第4位にはABIOMEDという史上初の人工心臓を送り出した会社、第5位にはMiMedxというバイオ医療に関連した医療機器を提供する会社がランキングしています。
ファイナンシャル領域の躍進
フィンテック、ビットコイン、暗号通貨などで盛り上がる金融カテゴリーが100社のうち35社を占める結果となっておりフィンテックの拡大を証明しています。Paycomもオンライン上の金融サービスですし、中国で富裕層向けの金融サービスを提供するNoahグループなど、幅広い金融サービスが成長し、トラディショナルな銀行や証券会社にかわってフィナンシャル・サービスを提供していることがわかります。
中国の企業・中国の市場
アメリカの証券取引所に上場している企業という条件があるため中国企業は決して優位ではないのですが、多くの中国・中国関連企業がランクインしています。第1位のNatural Health Trend Corporationはカリフォルニアの会社ですが香港を拠点にアジア・中国で拡大、第7位にランクインしたNetEaseは中国のPC・モバイルゲームの会社、広州のオンライン・ファッション企業VipsShopは28位、教育熱の高まる中国で拡大する北京ベースのTAL Educationは23位、ソーラー発電パネルメーカーのJinkoSolarなど、中国市場を取り込むことが成長エンジンとして大きな要素となっていることが再確認できます。
急成長する巨大企業の存在
通常大きな成長率を示す企業はそもそものサイズが小さい場合が多いのですが、2017年のリストにはすでに大きな企業ながら継続して高い成長を実現している企業がランクインしています。第6位のFacebook、第9位のAmazonを筆頭に、ニューヨーク証券取引所などを傘下にもつIntercontinental Exchange、ビットコインの採掘、AIや自動運転の拡大によるグラフィックボード需要の拡大を受けてNvidia、C型肝炎の根治薬で著名な製薬会社Gilead ScienceやバイオテックのBiogenなど大型企業がランクインしています。特に、GiliadとFacebookは大きな利益率を記録しています。
企業分析やベンチマークの基軸
Fortune Fastest Growing Company100は、フォーチュンが投資の参考となるべく作ったランキングのため、売上の上昇率、EPS(1株あたり利益)の上昇率、3年間の株式収益が要素となっています。したがって、必ずしも市場のすべてを反映しているわけではないですが、2017年のランキングで31年目と長期的に継続されてきました。

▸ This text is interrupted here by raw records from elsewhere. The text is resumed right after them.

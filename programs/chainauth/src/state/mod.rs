pub mod chunk_storage;

pub use chunk_storage::*;
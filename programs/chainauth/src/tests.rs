//! Unit tests for the chainauth on-chain program
//!
//! These tests verify the precompile layout checks and storage state
//! logic without requiring BPF compilation. The instruction data buffers
//! are built with local helpers that mirror the client-side builders
//! byte for byte.

#[cfg(test)]
mod unit_tests {
    use crate::instructions::verify_ethereum::{prefixed_message, recovery_from_v};
    use crate::precompile::{secp256k1, secp256r1};
    use crate::state::{ChunkData, ChunkStorage};

    const ETH_SIGNATURE_HEX: &str =
        "1413a2cc33c3ad9a150de47566c098c7f0a3f3236767ae80cfb3dcef1447d5ad\
         1850f86f1161a5cc3620dcd8a0675f5e7ccf76f5772bb3af6ed6ea6e4ee05d11";
    const ETH_ADDRESS_HEX: &str = "4174678c78feafd778c1ff319d5d326701449b25";
    const ETH_MESSAGE: &str = "{\"actions\":[{\"Transfer\":{\"deposit\":\"10000000000000000000\"}}],\"nonce\":\"4\",\"receiver_id\":\"felipe-sandbox-account.testnet\"}";

    const R1_SIGNATURE_HEX: &str =
        "f77969b7eaeaaed4b9a5cc5636b3755259d29d1406d8e852a8ce43dc74644da1\
         1453962702ea21a9efdd4a7077e39fcd754e3d01579493cf972f0151b6672f1f";
    const R1_PUBKEY_HEX: &str =
        "0220fb23e028391b72c517850b3cc83ba529ef4db766098a29bf3c8d06be957878";

    // SECP256R1_ORDER minus the low s of R1_SIGNATURE_HEX
    const R1_HIGH_S: [u8; 32] = [
        0xEB, 0xAC, 0x69, 0xD7, 0xFD, 0x15, 0xDE, 0x57, 0x10, 0x22, 0xB5, 0x8F, 0x88, 0x1C,
        0x60, 0x32, 0x47, 0x98, 0xBD, 0xAC, 0x4F, 0x83, 0x0A, 0xB5, 0x5C, 0x8A, 0xC9, 0x71,
        0x45, 0xFB, 0xF6, 0x32,
    ];

    fn eth_fixture() -> ([u8; 20], [u8; 64], Vec<u8>) {
        let mut address = [0u8; 20];
        hex::decode_to_slice(ETH_ADDRESS_HEX, &mut address).unwrap();
        let mut signature = [0u8; 64];
        hex::decode_to_slice(ETH_SIGNATURE_HEX, &mut signature).unwrap();
        let message = prefixed_message(ETH_MESSAGE.as_bytes());
        (address, signature, message)
    }

    fn r1_fixture() -> ([u8; 33], [u8; 64], Vec<u8>) {
        let mut pubkey = [0u8; 33];
        hex::decode_to_slice(R1_PUBKEY_HEX, &mut pubkey).unwrap();
        let mut signature = [0u8; 64];
        hex::decode_to_slice(R1_SIGNATURE_HEX, &mut signature).unwrap();
        // arbitrary 37-byte authenticator data followed by a client-data hash
        let message = vec![0xAB; 37 + 32];
        (pubkey, signature, message)
    }

    /// Mirror of the client-side Keccak-secp256k1 instruction layout.
    fn build_k1_data(
        eth_address: &[u8; 20],
        signature: &[u8; 64],
        recovery_id: u8,
        message: &[u8],
        instruction_index: u8,
    ) -> Vec<u8> {
        let eth_address_offset = secp256k1::DATA_START;
        let signature_offset = eth_address_offset + 20;
        let recovery_offset = signature_offset + 64;
        let message_offset = recovery_offset + 1;

        let mut data = vec![0u8; message_offset + message.len()];
        data[0] = 1;
        data[1..3].copy_from_slice(&(signature_offset as u16).to_le_bytes());
        data[3] = instruction_index;
        data[4..6].copy_from_slice(&(eth_address_offset as u16).to_le_bytes());
        data[6] = instruction_index;
        data[7..9].copy_from_slice(&(message_offset as u16).to_le_bytes());
        data[9..11].copy_from_slice(&(message.len() as u16).to_le_bytes());
        data[11] = instruction_index;

        data[eth_address_offset..][..20].copy_from_slice(eth_address);
        data[signature_offset..][..64].copy_from_slice(signature);
        data[recovery_offset] = recovery_id;
        data[message_offset..].copy_from_slice(message);
        data
    }

    /// Mirror of the client-side Secp256r1SigVerify instruction layout.
    fn build_r1_data(pubkey: &[u8; 33], signature: &[u8; 64], message: &[u8]) -> Vec<u8> {
        let signature_offset = secp256r1::DATA_START;
        let pubkey_offset = signature_offset + 64;
        let message_offset = pubkey_offset + 33;

        let mut data = vec![0u8; message_offset + message.len()];
        data[0] = 1;
        data[1] = 0;
        let table = [
            signature_offset as u16,
            u16::MAX,
            pubkey_offset as u16,
            u16::MAX,
            message_offset as u16,
            message.len() as u16,
            u16::MAX,
        ];
        for (i, field) in table.iter().enumerate() {
            data[2 + 2 * i..4 + 2 * i].copy_from_slice(&field.to_le_bytes());
        }

        data[signature_offset..][..64].copy_from_slice(signature);
        data[pubkey_offset..][..33].copy_from_slice(pubkey);
        data[message_offset..].copy_from_slice(message);
        data
    }

    // ==================== secp256k1 layout checks ====================

    #[test]
    fn test_k1_matching_instruction_accepted() {
        let (address, signature, message) = eth_fixture();
        let data = build_k1_data(&address, &signature, 0, &message, 1);

        assert!(secp256k1::matches_expected(&data, 1, &address, &signature, 0, &message).unwrap());
    }

    #[test]
    fn test_k1_tampered_message_rejected() {
        let (address, signature, message) = eth_fixture();
        let mut tampered = message.clone();
        *tampered.last_mut().unwrap() ^= 0x01;
        let data = build_k1_data(&address, &signature, 0, &tampered, 1);

        assert!(!secp256k1::matches_expected(&data, 1, &address, &signature, 0, &message).unwrap());
    }

    #[test]
    fn test_k1_wrong_address_rejected() {
        let (address, signature, message) = eth_fixture();
        let mut wrong = address;
        wrong[0] ^= 0xFF;
        let data = build_k1_data(&wrong, &signature, 0, &message, 1);

        assert!(!secp256k1::matches_expected(&data, 1, &address, &signature, 0, &message).unwrap());
    }

    #[test]
    fn test_k1_wrong_recovery_id_rejected() {
        let (address, signature, message) = eth_fixture();
        let data = build_k1_data(&address, &signature, 1, &message, 1);

        assert!(!secp256k1::matches_expected(&data, 1, &address, &signature, 0, &message).unwrap());
    }

    #[test]
    fn test_k1_foreign_instruction_index_rejected() {
        // offsets table claims the data lives in instruction 0; an
        // instruction found at index 1 must not accept it as its own
        let (address, signature, message) = eth_fixture();
        let data = build_k1_data(&address, &signature, 0, &message, 0);

        assert!(!secp256k1::matches_expected(&data, 1, &address, &signature, 0, &message).unwrap());
    }

    #[test]
    fn test_k1_message_size_mismatch_rejected() {
        let (address, signature, message) = eth_fixture();
        let data = build_k1_data(&address, &signature, 0, &message, 1);
        let shorter = &message[..message.len() - 1];

        assert!(!secp256k1::matches_expected(&data, 1, &address, &signature, 0, shorter).unwrap());
    }

    #[test]
    fn test_k1_truncated_header_is_error() {
        let (address, signature, message) = eth_fixture();

        assert!(secp256k1::matches_expected(&[1u8, 0, 0], 1, &address, &signature, 0, &message)
            .is_err());
    }

    #[test]
    fn test_k1_out_of_range_offset_is_error() {
        let (address, signature, message) = eth_fixture();
        let mut data = build_k1_data(&address, &signature, 0, &message, 1);
        // point the signature segment past the end of the buffer
        data[1..3].copy_from_slice(&u16::MAX.to_le_bytes());

        assert!(
            secp256k1::matches_expected(&data, 1, &address, &signature, 0, &message).is_err()
        );
    }

    // ==================== secp256r1 layout checks ====================

    #[test]
    fn test_r1_matching_instruction_accepted() {
        let (pubkey, signature, message) = r1_fixture();
        let data = build_r1_data(&pubkey, &signature, &message);

        assert!(secp256r1::matches_expected(&data, 1, &pubkey, &signature, &message).unwrap());
    }

    #[test]
    fn test_r1_high_s_request_matches_normalized_instruction() {
        // the instruction carries the canonical low-s form; a caller
        // quoting the same signature with high s must still match
        let (pubkey, signature, message) = r1_fixture();
        let data = build_r1_data(&pubkey, &signature, &message);

        let mut high_s_signature = signature;
        high_s_signature[32..].copy_from_slice(&R1_HIGH_S);

        assert!(
            secp256r1::matches_expected(&data, 1, &pubkey, &high_s_signature, &message).unwrap()
        );
    }

    #[test]
    fn test_r1_tampered_pubkey_rejected() {
        let (pubkey, signature, message) = r1_fixture();
        let mut wrong = pubkey;
        wrong[1] ^= 0x01;
        let data = build_r1_data(&wrong, &signature, &message);

        assert!(!secp256r1::matches_expected(&data, 1, &pubkey, &signature, &message).unwrap());
    }

    #[test]
    fn test_r1_tampered_message_rejected() {
        let (pubkey, signature, message) = r1_fixture();
        let mut tampered = message.clone();
        tampered[0] ^= 0x01;
        let data = build_r1_data(&pubkey, &signature, &tampered);

        assert!(!secp256r1::matches_expected(&data, 1, &pubkey, &signature, &message).unwrap());
    }

    #[test]
    fn test_r1_truncated_header_is_error() {
        let (pubkey, signature, message) = r1_fixture();

        assert!(secp256r1::matches_expected(&[1u8; 4], 1, &pubkey, &signature, &message).is_err());
    }

    // ==================== low-s normalization ====================

    #[test]
    fn test_normalize_high_s_produces_low_s() {
        let normalized = secp256r1::normalize_s(&R1_HIGH_S);

        let mut expected = [0u8; 32];
        hex::decode_to_slice(
            "1453962702ea21a9efdd4a7077e39fcd754e3d01579493cf972f0151b6672f1f",
            &mut expected,
        )
        .unwrap();
        assert_eq!(normalized, expected);
        assert!(!secp256r1::is_high_s(&normalized));
    }

    #[test]
    fn test_normalize_is_idempotent() {
        let once = secp256r1::normalize_s(&R1_HIGH_S);
        let twice = secp256r1::normalize_s(&once);
        assert_eq!(once, twice);
    }

    #[test]
    fn test_half_order_boundary() {
        // s == n/2 is canonical; s == n/2 + 1 is not
        let half = secp256r1::SECP256R1_HALF_ORDER;
        assert!(!secp256r1::is_high_s(&half));

        let mut above = half;
        above[31] += 1;
        assert!(secp256r1::is_high_s(&above));
        assert_ne!(secp256r1::normalize_s(&above), above);
    }

    #[test]
    fn test_normalize_order_minus_one_is_one() {
        let mut s = secp256r1::SECP256R1_ORDER;
        s[31] -= 1;
        let mut one = [0u8; 32];
        one[31] = 1;
        assert_eq!(secp256r1::normalize_s(&s), one);
    }

    // ==================== v byte handling ====================

    #[test]
    fn test_recovery_from_v_accepts_both_conventions() {
        assert_eq!(recovery_from_v(27).unwrap(), 0);
        assert_eq!(recovery_from_v(28).unwrap(), 1);
        assert_eq!(recovery_from_v(0).unwrap(), 0);
        assert_eq!(recovery_from_v(1).unwrap(), 1);
    }

    #[test]
    fn test_recovery_from_v_rejects_everything_else() {
        // 2 and 3 are valid recovery ids in the abstract but never occur
        // for the supported wallets; 29+ would silently alias under a
        // naive v % 2
        for v in [2u8, 3, 26, 29, 30, 54, 255] {
            assert!(recovery_from_v(v).is_err(), "v={v} must be rejected");
        }
    }

    // ==================== canonical message ====================

    #[test]
    fn test_prefixed_message_layout() {
        let message = prefixed_message(b"abc");
        assert_eq!(message, b"\x19Ethereum Signed Message:\n3abc");
    }

    #[test]
    fn test_prefixed_message_multi_digit_length() {
        let payload = [b'x'; 121];
        let message = prefixed_message(&payload);
        assert!(message.starts_with(b"\x19Ethereum Signed Message:\n121"));
        assert_eq!(message.len(), 26 + 3 + 121);
    }

    // ==================== chunk storage state ====================

    fn storage_with(total_chunks: u32) -> ChunkStorage {
        ChunkStorage {
            dataset_id: [7u8; 32],
            total_chunks,
            chunks_stored: 0,
            dataset_hash: [9u8; 32],
            bump: 255,
            chunks: vec![ChunkData::default(); total_chunks as usize],
        }
    }

    #[test]
    fn test_write_chunk_counts_distinct_indices() {
        let mut storage = storage_with(3);
        storage.write_chunk(0, vec![1, 2, 3]);
        storage.write_chunk(2, vec![4, 5]);
        assert_eq!(storage.chunks_stored, 2);
        assert!(!storage.is_complete());

        storage.write_chunk(1, vec![6]);
        assert_eq!(storage.chunks_stored, 3);
        assert!(storage.is_complete());
    }

    #[test]
    fn test_rewriting_a_chunk_does_not_double_count() {
        let mut storage = storage_with(2);
        storage.write_chunk(0, vec![1]);
        storage.write_chunk(0, vec![2]);
        assert_eq!(storage.chunks_stored, 1);
        assert_eq!(storage.chunks[0].data, vec![2]);
    }

    #[test]
    fn test_metadata_matches_requires_all_fields() {
        let storage = storage_with(4);
        assert!(storage.metadata_matches(&[7u8; 32], 4, &[9u8; 32]));
        assert!(!storage.metadata_matches(&[8u8; 32], 4, &[9u8; 32]));
        assert!(!storage.metadata_matches(&[7u8; 32], 5, &[9u8; 32]));
        assert!(!storage.metadata_matches(&[7u8; 32], 4, &[0u8; 32]));
    }

    #[test]
    fn test_space_accounts_for_every_slot() {
        // fixed header 85 bytes + 909 per chunk slot
        assert_eq!(ChunkStorage::space(1), 85 + 909);
        assert_eq!(ChunkStorage::space(27), 85 + 27 * 909);
    }
}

今年のランキングは金融35社、テクノロジー27社、ヘルスケア15社、製造・工業が13社と大きく金融が伸びた一方、これまでランキングの常連だったヘルスケアの会社は多くがランクから消えるもしくは会社自体が買収や破綻で消える結果となっています。
どのようなカテゴリーが伸びているのか、伸びそうなのか、巨大企業で成長を続ける戦略を分析するにあたってどの会社を対象にするかなど、ひとつの判断基準を経年のランキングを見ることで理解できます。さらに上場企業のみなので分析に耐えるだけの情報が公開されています。なにより、日本人には馴染みの中会社が多くランクされているので、ひとつひとう簡単に調べていくだけでも勉強になります。
フォーチュンのランキング
フォーチュン誌では、Fortune500や今回紹介したFastest Growingの他にも多くのランキングを発表しています。
ニュースアプリ、ソーシャルメディアでニュースを見ることが中心となり、自分の閲覧履歴に合わせて情報は最適化されて提供されることが当たり前になってきました。自分が触れない情報や会社、新戦略、新技術やマーケットを知るには、あるひとつの視点から継続してトラッキングされるランキングは情報の入口のひとつとして活用できます。